**The task**
From the very first line down to the line containing "registered under it.", write out the material exactly as it appears, and no more.

BEGIN

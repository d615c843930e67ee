use chrono::Utc;
use lambda_runtime::tracing;

use crate::config::AttendanceMode;
use crate::error::AttendanceResult;
use crate::model::{AttendanceUpdate, BoundingBox, RecognizedStudent};
use crate::services::{FaceIndex, RecordStore};

/// Minimum face-index similarity for a crop to count as a student.
pub const MATCH_THRESHOLD: f32 = 80.0;
/// Only the single best candidate is ever considered.
pub const MAX_MATCHES: i32 = 1;

#[derive(Debug, Clone, PartialEq)]
pub enum Resolution {
    Recognized(RecognizedStudent),
    NoMatchFound,
    /// The face is indexed but nobody was registered under it.
    IdentityNotFound { face_id: String },
}

pub struct BestMatchResolver<'a, F, R> {
    face_index: &'a F,
    records: &'a R,
    mode: AttendanceMode,
}

impl<'a, F: FaceIndex, R: RecordStore> BestMatchResolver<'a, F, R> {
    pub fn new(face_index: &'a F, records: &'a R, mode: AttendanceMode) -> Self {
        Self {
            face_index,
            records,
            mode,
        }
    }

    pub async fn resolve(
        &self,
        crop: &[u8],
        bounding_box: BoundingBox,
    ) -> AttendanceResult<Resolution> {
        let matches = self
            .face_index
            .search_best_match(crop, MATCH_THRESHOLD, MAX_MATCHES)
            .await?;
        let Some(best) = matches
            .into_iter()
            .find(|candidate| candidate.confidence >= MATCH_THRESHOLD)
        else {
            return Ok(Resolution::NoMatchFound);
        };
        tracing::info!("Matched face {} ({:.2})", best.face_id, best.confidence);

        let Some(identity) = self.records.get(&best.face_id).await? else {
            tracing::warn!("Face {} has no student record", best.face_id);
            return Ok(Resolution::IdentityNotFound {
                face_id: best.face_id,
            });
        };

        if self.mode == AttendanceMode::MarkAttendance {
            self.records
                .update_attendance(&identity.face_id, AttendanceUpdate::present_at(Utc::now()))
                .await?;
        }

        Ok(Resolution::Recognized(RecognizedStudent {
            first_name: identity.first_name,
            last_name: identity.last_name,
            confidence: best.confidence,
            bounding_box,
        }))
    }
}
use image::GenericImageView;
use lambda_runtime::tracing;

use crate::config::AttendanceMode;
use crate::error::{AttendanceError, AttendanceResult};
use crate::faces::{crop_face, dedup_faces};
use crate::model::{ImageRef, RecognizedStudent};
use crate::pipeline::resolver::{BestMatchResolver, Resolution};
use crate::services::{FaceIndex, ImageStore, RecordStore};

#[derive(Debug, Clone, PartialEq)]
pub enum AuthenticationOutcome {
    /// At least one student, in detection order.
    Recognized(Vec<RecognizedStudent>),
    NoneFound,
}

/// Recognizes the students in a classroom photo.
pub struct Authenticator<'a, S, F, R> {
    images: &'a S,
    face_index: &'a F,
    records: &'a R,
    bucket: String,
    mode: AttendanceMode,
}

impl<'a, S, F, R> Authenticator<'a, S, F, R>
where
    S: ImageStore,
    F: FaceIndex,
    R: RecordStore,
{
    pub fn new(
        images: &'a S,
        face_index: &'a F,
        records: &'a R,
        bucket: impl Into<String>,
        mode: AttendanceMode,
    ) -> Self {
        Self {
            images,
            face_index,
            records,
            bucket: bucket.into(),
            mode,
        }
    }

    /// Fetch, decode and detection failures abort the call. Crop or match
    /// failures for a single face are logged and that face is skipped.
    pub async fn authenticate(&self, object_key: &str) -> AttendanceResult<AuthenticationOutcome> {
        let source = ImageRef::new(self.bucket.as_str(), object_key);
        let bytes = self.images.get(&source).await?;
        let image = image::load_from_memory(&bytes)
            .map_err(|source| AttendanceError::ImageDecode { source })?;
        let (width, height) = image.dimensions();

        let boxes = self.face_index.detect_faces(&bytes).await?;
        tracing::info!("Detected {} faces in {} ({}x{})", boxes.len(), source, width, height);

        let resolver = BestMatchResolver::new(self.face_index, self.records, self.mode);
        let mut recognized = Vec::new();
        for face in dedup_faces(&boxes, width, height) {
            tracing::debug!(rect = %face.rect, "Processing face");
            let crop = match crop_face(&image, face.rect) {
                Ok(crop) => crop,
                Err(err) => {
                    tracing::warn!("Skipping face {}: {}", face.rect, err.detailed());
                    continue;
                }
            };
            match resolver.resolve(&crop, face.bounding_box).await {
                Ok(Resolution::Recognized(student)) => {
                    tracing::info!(
                        "Recognized {} {} ({:.2})",
                        student.first_name,
                        student.last_name,
                        student.confidence
                    );
                    recognized.push(student);
                }
                Ok(Resolution::NoMatchFound) | Ok(Resolution::IdentityNotFound { .. }) => {}
                Err(err) => {
                    tracing::warn!("Matching failed for face {}: {}", face.rect, err.detailed());
                }
            }
        }

        if recognized.is_empty() {
            tracing::info!("No students could be recognized in {}", source);
            return Ok(AuthenticationOutcome::NoneFound);
        }
        Ok(AuthenticationOutcome::Recognized(recognized))
    }
}

#[cfg(test)]
mod tests {
    use super::*;
    use crate::model::{BoundingBox, FaceMatch};
    use crate::testing::{
        sample_jpeg, student, MemoryFaceIndex, MemoryImageStore, MemoryRecordStore,
    };

    const BUCKET: &str = "utar-attendance-images";

    fn photo_store() -> MemoryImageStore {
        MemoryImageStore::default().with_object(BUCKET, "class.jpeg", sample_jpeg(200, 100))
    }

    #[tokio::test]
    async fn photo_without_faces_is_none_found() {
        let images = photo_store();
        let index = MemoryFaceIndex::detecting(Vec::new(), 99.0);
        let records = MemoryRecordStore::default();
        let auth =
            Authenticator::new(&images, &index, &records, BUCKET, AttendanceMode::MarkAttendance);
        assert_eq!(
            auth.authenticate("class.jpeg").await.unwrap(),
            AuthenticationOutcome::NoneFound
        );
        assert_eq!(index.search_count(), 0);
    }

    #[tokio::test]
    async fn duplicate_detections_are_searched_once() {
        let images = photo_store();
        let face = BoundingBox::new(0.1, 0.1, 0.2, 0.4);
        let index = MemoryFaceIndex {
            indexed: vec!["face-1".to_string()].into(),
            ..MemoryFaceIndex::detecting(vec![face, face], 92.0)
        };
        let records = MemoryRecordStore::default().with_record(student("face-1", "Jane", "Doe"));
        let auth =
            Authenticator::new(&images, &index, &records, BUCKET, AttendanceMode::MarkAttendance);

        let outcome = auth.authenticate("class.jpeg").await.unwrap();
        let AuthenticationOutcome::Recognized(students) = outcome else {
            panic!("expected a recognized student, got {outcome:?}");
        };
        assert_eq!(students.len(), 1);
        assert_eq!(students[0].bounding_box, face);
        assert_eq!(index.search_count(), 1);
        assert!(records.record("face-1").unwrap().attendance_status);
    }

    #[tokio::test]
    async fn failing_face_does_not_stop_the_rest() {
        let images = photo_store();
        let index = MemoryFaceIndex::detecting(
            vec![
                // Entirely right of the frame: crop fails.
                BoundingBox::new(1.5, 0.1, 0.2, 0.2),
                BoundingBox::new(0.1, 0.1, 0.2, 0.2),
                BoundingBox::new(0.5, 0.1, 0.2, 0.2),
                BoundingBox::new(0.7, 0.1, 0.2, 0.2),
            ],
            0.0,
        );
        index.scripted_searches.lock().unwrap().extend([
            None,
            Some(vec![FaceMatch {
                face_id: "face-orphan".into(),
                confidence: 88.0,
            }]),
            Some(vec![FaceMatch {
                face_id: "face-2".into(),
                confidence: 85.5,
            }]),
        ]);
        let records =
            MemoryRecordStore::default().with_record(student("face-2", "John", "Smith Jr"));
        let auth =
            Authenticator::new(&images, &index, &records, BUCKET, AttendanceMode::RecognizeOnly);

        let outcome = auth.authenticate("class.jpeg").await.unwrap();
        assert_eq!(
            outcome,
            AuthenticationOutcome::Recognized(vec![RecognizedStudent {
                first_name: "John".into(),
                last_name: "Smith Jr".into(),
                confidence: 85.5,
                bounding_box: BoundingBox::new(0.7, 0.1, 0.2, 0.2),
            }])
        );
        assert_eq!(index.search_count(), 3);
    }

    #[tokio::test]
    async fn detection_failure_aborts() {
        let images = photo_store();
        let index = MemoryFaceIndex {
            fail_detection: true,
            ..Default::default()
        };
        let records = MemoryRecordStore::default();
        let auth =
            Authenticator::new(&images, &index, &records, BUCKET, AttendanceMode::MarkAttendance);
        let err = auth.authenticate("class.jpeg").await.unwrap_err();
        assert!(matches!(err, AttendanceError::FaceIndex(_)));
        assert_eq!(err.status_code(), 500);
    }

    #[tokio::test]
    async fn missing_photo_aborts() {
        let images = MemoryImageStore::default();
        let index = MemoryFaceIndex::default();
        let records = MemoryRecordStore::default();
        let auth =
            Authenticator::new(&images, &index, &records, BUCKET, AttendanceMode::MarkAttendance);
        let err = auth.authenticate("nope.jpeg").await.unwrap_err();
        assert!(matches!(err, AttendanceError::ImageNotFound { .. }));
    }
}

END

**Response**
repository d615c843930e67ee
use chrono::Utc;
use lambda_runtime::tracing;

use crate::config::AttendanceMode;
use crate::error::AttendanceResult;
use crate::model::{AttendanceUpdate, BoundingBox, RecognizedStudent};
use crate::services::{FaceIndex, RecordStore};

/// Minimum face-index similarity for a crop to count as a student.
pub const MATCH_THRESHOLD: f32 = 80.0;
/// Only the single best candidate is ever considered.
pub const MAX_MATCHES: i32 = 1;

#[derive(Debug, Clone, PartialEq)]
pub enum Resolution {
    Recognized(RecognizedStudent),
    NoMatchFound,
    /// The face is indexed but nobody was registered under it.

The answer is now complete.